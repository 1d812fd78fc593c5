//! # tsv-sheets-core
//!
//! Core data structures for the tsv-sheets library.
//!
//! This crate provides the in-memory model of a tab-separated table:
//! - [`Cell`] - A field stored as text that can be read and changed as a number
//! - [`Row`] - Cells keyed by column index
//! - [`Document`] - Rows keyed by row index, parsed from and written to TSV text
//!
//! None of the regular operations fail. Reads of missing rows or cells
//! through the `_mut` accessors create them, arithmetic on text is skipped,
//! and lookups fall back to a default. Strict `try_*` variants return
//! [`Error`] instead.
//!
//! ## Example
//!
//! ```rust
//! use tsv_sheets_core::{Cell, Document};
//!
//! let mut doc = Document::new();
//! doc.push_cells(["Integer", "Decimal"]);
//! doc.push_cells([Cell::from(4), Cell::from(2.2)]);
//!
//! doc.row_mut(1).cell_mut(1).add("2,24");
//!
//! assert_eq!(doc.to_tsv_string(), "Integer\tDecimal\n4\t4,44");
//! ```

pub mod cell;
pub mod document;
pub mod error;
pub mod row;

// Re-exports for convenience
pub use cell::{Cell, CellEq, Operand};
pub use document::Document;
pub use error::{Error, Result};
pub use row::Row;
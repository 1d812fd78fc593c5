//! Cell value type

use std::fmt;
use std::ops::{AddAssign, SubAssign};

use super::number;
use super::operand::{CellEq, Operand};
use crate::error::{Error, Result};

/// A single TSV field.
///
/// The value is kept as text, always with a period as the decimal separator.
/// Text that reads as a number (see [`Cell::is_number`]) can be used in
/// arithmetic, and is displayed with a comma decimal separator.
///
/// ```rust
/// use tsv_sheets_core::Cell;
///
/// let mut cell = Cell::from(2.2);
/// cell.add("2,24");
/// assert_eq!(cell.as_str(), "4.44");
/// assert_eq!(cell.display_string(), "4,44");
/// ```
#[derive(Debug, Clone, Default, PartialEq, Eq, Hash)]
#[cfg_attr(feature = "serde", derive(serde::Serialize, serde::Deserialize))]
#[cfg_attr(feature = "serde", serde(from = "String", into = "String"))]
pub struct Cell {
    text: String,
}

impl Cell {
    /// Create a cell from text.
    ///
    /// Comma-decimal text is rewritten with a period when that makes it
    /// numeric, and numeric text loses superfluous trailing zeros.
    pub fn new<S: Into<String>>(text: S) -> Self {
        let text = text.into();
        let mut text = number::normalize_decimal(&text).unwrap_or(text);
        number::strip_trailing_zeros(&mut text);
        Self { text }
    }

    /// Create a cell holding an integer
    pub fn from_int(value: i64) -> Self {
        Self {
            text: value.to_string(),
        }
    }

    /// Create a cell holding a float, rendered with six decimals and
    /// trimmed of trailing zeros
    pub fn from_float(value: f64) -> Self {
        Self {
            text: number::format_float(value),
        }
    }

    /// The stored text, period decimal separator included
    pub fn as_str(&self) -> &str {
        &self.text
    }

    /// Consume the cell, returning the stored text
    pub fn into_string(self) -> String {
        self.text
    }

    /// Check whether the stored text is empty
    pub fn is_empty(&self) -> bool {
        self.text.is_empty()
    }

    /// Check whether the stored text is numeric text.
    ///
    /// The whole text must parse as a float. Text whose value is zero (`"0"`,
    /// `"0.000000"`) is not treated as a number, while text starting with a
    /// NUL character always is (with value zero).
    pub fn is_number(&self) -> bool {
        self.parse().is_some()
    }

    /// The value truncated toward zero, or 0 if the cell is not a number
    pub fn number(&self) -> i64 {
        self.parse().map_or(0, |v| v.trunc() as i64)
    }

    /// The value as a float, or 0 if the cell is not a number
    pub fn precise_number(&self) -> f64 {
        self.parse().unwrap_or(0.0)
    }

    /// The value as a float, or [`Error::NotANumber`]
    pub fn parse_number(&self) -> Result<f64> {
        self.parse()
            .ok_or_else(|| Error::NotANumber(self.text.clone()))
    }

    /// The text as written to TSV output.
    ///
    /// Numeric text uses a comma as decimal separator; anything else is
    /// returned verbatim.
    pub fn display_string(&self) -> String {
        if self.is_number() {
            self.text.replace('.', ",")
        } else {
            self.text.clone()
        }
    }

    /// Overwrite the cell with a new value
    pub fn set<T: Into<Cell>>(&mut self, value: T) {
        *self = value.into();
    }

    /// Add to the cell in place.
    ///
    /// Does nothing when the cell is not a number. A text operand that is
    /// not a number (or any text added to a non-numeric cell) is appended
    /// to the stored text instead.
    pub fn add<T: Into<Operand>>(&mut self, operand: T) {
        let operand = operand.into();
        match (self.parse(), operand.value()) {
            (Some(current), Some(value)) => self.store(current + value),
            _ => {
                if let Operand::Text(text) = operand {
                    self.text.push_str(&text);
                }
            }
        }
    }

    /// Subtract from the cell in place.
    ///
    /// Does nothing when either side is not a number.
    pub fn sub<T: Into<Operand>>(&mut self, operand: T) {
        if let (Some(current), Some(value)) = (self.parse(), operand.into().value()) {
            self.store(current - value);
        }
    }

    /// Arithmetic-only [`add`](Self::add) that reports why it could not run
    pub fn try_add<T: Into<Operand>>(&mut self, operand: T) -> Result<()> {
        let (current, value) = self.checked_operands(operand.into())?;
        self.store(current + value);
        Ok(())
    }

    /// [`sub`](Self::sub) that reports why it could not run
    pub fn try_sub<T: Into<Operand>>(&mut self, operand: T) -> Result<()> {
        let (current, value) = self.checked_operands(operand.into())?;
        self.store(current - value);
        Ok(())
    }

    /// Compare against a number (parsed value) or text (raw stored text)
    pub fn equals<T: CellEq + ?Sized>(&self, other: &T) -> bool {
        other.matches_cell(self)
    }

    pub(crate) fn parse(&self) -> Option<f64> {
        number::parse_numeric(&self.text)
    }

    fn checked_operands(&self, operand: Operand) -> Result<(f64, f64)> {
        let current = self.parse_number()?;
        let value = operand.value().ok_or_else(|| match operand {
            Operand::Text(text) => Error::InvalidOperand(text),
            other => Error::InvalidOperand(format!("{:?}", other)),
        })?;
        Ok((current, value))
    }

    fn store(&mut self, value: f64) {
        self.text = number::format_float(value);
    }
}

impl fmt::Display for Cell {
    fn fmt(&self, f: &mut fmt::Formatter<'_>) -> fmt::Result {
        write!(f, "{}", self.display_string())
    }
}

impl From<i32> for Cell {
    fn from(n: i32) -> Self {
        Cell::from_int(n as i64)
    }
}

impl From<i64> for Cell {
    fn from(n: i64) -> Self {
        Cell::from_int(n)
    }
}

impl From<f32> for Cell {
    fn from(n: f32) -> Self {
        Cell::from_float(n as f64)
    }
}

impl From<f64> for Cell {
    fn from(n: f64) -> Self {
        Cell::from_float(n)
    }
}

impl From<&str> for Cell {
    fn from(s: &str) -> Self {
        Cell::new(s)
    }
}

impl From<String> for Cell {
    fn from(s: String) -> Self {
        Cell::new(s)
    }
}

impl From<&Cell> for Cell {
    fn from(cell: &Cell) -> Self {
        cell.clone()
    }
}

impl From<Cell> for String {
    fn from(cell: Cell) -> Self {
        cell.text
    }
}

impl<T: Into<Operand>> AddAssign<T> for Cell {
    fn add_assign(&mut self, rhs: T) {
        self.add(rhs);
    }
}

impl<T: Into<Operand>> SubAssign<T> for Cell {
    fn sub_assign(&mut self, rhs: T) {
        self.sub(rhs);
    }
}

impl PartialEq<i64> for Cell {
    fn eq(&self, other: &i64) -> bool {
        self.equals(other)
    }
}

impl PartialEq<f64> for Cell {
    fn eq(&self, other: &f64) -> bool {
        self.equals(other)
    }
}

impl PartialEq<str> for Cell {
    fn eq(&self, other: &str) -> bool {
        self.text == other
    }
}

impl PartialEq<&str> for Cell {
    fn eq(&self, other: &&str) -> bool {
        self.text == *other
    }
}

****************

• [WHAT TO WORK ON]:
Copy out all lines of the material containing the word "stored".

• [FINISHED TASK]:
//! - [`Cell`] - A field stored as text that can be read and changed as a number
    /// The stored text, period decimal separator included
    /// Consume the cell, returning the stored text
    /// Check whether the stored text is empty
    /// Check whether the stored text is numeric text.
    /// to the stored text instead.
    /// Compare against a number (parsed value) or text (raw stored text)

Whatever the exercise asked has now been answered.